CAPITOLO I: DA “AMBIENTE/ARTE” AI “PARAPADIGLIONI” (1976-2011)

1. B76: la “nuova” Biennale fra arte, ambiente e partecipazione sociale

1.4 Altre declinazioni del concetto di ambiente in B76

Nel Catalogo generale tutte le partecipazioni nazionali sono raccolte sotto il titolo “L'ambiente” e in molti Padiglioni vennero presentate delle opere a dimensione ambientale. Vanno ricordate, in particolar modo, le seguenti:

Padiglione Danimarca: Willy Orskov, Sculture pneumatiche (1976); Padiglione Francia: Alain Jacquet, Sette oggetti (1971-76);

Padiglione Germania Federale: Joseph Beuys, Fermata del tram (1975-76); Jochen Gerz, Le difficoltà del Centauro a smontare dal suo cavallo (1976); Reiner Ruthenbeck, Doorway (1976);

Padiglione Gran Bretagna: Richard Long, Stone sculpture (1976);

Padiglione Israele: Dani Karavan, Gerusalemme città della pace (1975-76).

Ma non c'erano solo i padiglioni nazionali. Come detto, l'Esposizione Internazionale si presentava come un articolato insieme di mostre storico-critiche, in cui “Spagna / avanguardia artistica e realtà sociale / 1936-1976” e “Ambiente-Arte” occupavano un posto centrale. Mettendo in risalto le modalità operative laboratoriali della nuova Biennale, non si diede solo spazio alla fotografia (“Man Ray, testimonianza attraverso la fotografia”), ma l'estensione dei campi disciplinari di applicazione andò molto oltre, aprendosi alle pratiche artistiche del design, dell'architettura e del disegno del territorio (tecniche tradizionali di definizione dell'ambiente fisico). Questa impostazione “allargata” era stata fortemente voluta da Gregotti per «predisporre i punti di una strategia della loro continuità futura e della loro praticabilità da parte del pubblico»91.

Nel campo del design vengono organizzate quattro mostre specifiche (“Il Werkbund – 1907, alle origini del design”, “Ettore Sottsass, un designer italiano”, “Cinque Graphic Designers”, “Le forme

del vetro”) per delineare come la ricerche del design, vettore specifico di comunicazione di massa, siano esemplari per lo studio della costituzione dell'ambiente circostante. Gregotti insiste su questo punto sottolineando che: «L'insieme degli oggetti che costituiscono, secondo complesse gerarchie, il nostro ambiente è stato studiato come sistema e per rapporto all'idea di consumo come “sistema di segni”»92.

Nello campo specifico dell'architettura, B76 presenta due importanti mostre (“Europa-America, centro storico-suburbio” e “Il razionalismo e l'architettura in Italia durante il fascismo”) che stanno, chiaramente, particolarmente a cuore all'architetto Gregotti: «La specificità del sito, la costruzione del luogo come cosa, l'abitare come essere dell'uomo sulla terra, che ne sono i fondamenti disciplinari, pongono l'architettura in una posizione indispensabile rispetto alla costituzione e alla definizione dell'ambiente circostante»93. Nonostante gli scambi intensi di esperienze tra architettura e arti visive, la loro convivenza non era per niente scontata, in primis per il fatto che una mostra di architettura presentava l'ovvio problema dell'assenza dell'oggetto reale e la sua necessaria restituzione indiretta (progetto o riproduzione).
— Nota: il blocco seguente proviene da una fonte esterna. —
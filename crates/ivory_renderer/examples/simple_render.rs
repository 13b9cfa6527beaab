//! Simple path tracer example.
//!
//! Renders the three-sphere scene sequentially and in parallel, then saves
//! the parallel result as a PNG preview.

use std::path::Path;

use ivory_renderer::{render, scenes, Camera, ExecutionMode, FileSink, ImageSink, Vec3};

fn main() {
    println!("Ivory Path Tracer - Simple Example");
    println!("==================================");

    let world = scenes::three_spheres();

    let mut camera = Camera::new()
        .with_image(400, 16.0 / 9.0)
        .with_quality(32, 10)
        .with_position(
            Vec3::new(-2.0, 2.0, 1.0),  // look_from
            Vec3::new(0.0, 0.0, -1.0),  // look_at
            Vec3::new(0.0, 1.0, 0.0),   // vup
        )
        .with_lens(20.0, 10.0, 3.4);

    for mode in [ExecutionMode::Sequential, ExecutionMode::Parallel] {
        let start = std::time::Instant::now();
        let frames = render(&mut camera, &world, mode, 7).expect("valid camera settings");
        println!("{:?}: rendered in {:?}, mean {}", mode, start.elapsed(), frames.main.mean());

        if mode == ExecutionMode::Parallel {
            let filename = Path::new("simple_render.png");
            match FileSink.write(&frames.main, filename) {
                Ok(()) => println!("Saved to {}", filename.display()),
                Err(e) => eprintln!("Failed to save image: {e}"),
            }
        }
    }
}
Questa difficile convivenza è testimoniata dalle parole di Franco Raggi, organizzatore della mostra “Europa-America, centro storico-suburbio”: «La presenza dell'architettura in una mostra di “arti visive” è, insieme, impropria e di diritto. Impropria perché l'architettura, oltre a possedere una forma di produzione ed un circuito di distribuzione e di consumo indipendenti, si esprime in una situazione economica e tecnica così complessa che la riduzione all'unità dell'opera rende necessario un tramite: il progetto. Di diritto perché l'unità, tanto dell'opera che del progetto, è innanzitutto unità morfologica, di figura, nei confronti della quale ogni altro aspetto stilistico, ideologico, tecnico, estetico è solo di volta in volta un'angolazione interpretativa»94. Comunque sia, nello specifico dell'architettura, la mostra di Raggi, ospitata ai Magazzini del Sale alle Zattere (31 luglio – 10 ottobre 1976), ebbe una particolare importanza per impostare in un contesto ufficiale un'analisi sulla nuova generazione di architetti “inquieti” rispetto ai maestri del Movimento Moderno. Accettando il confronto fra contesti geografici e storici differenti, la mostra costituì una sorta di primo bilancio dell'architettura degli anni Settanta, e individuò prospettive che si sarebbero sviluppate nel decennio successivo.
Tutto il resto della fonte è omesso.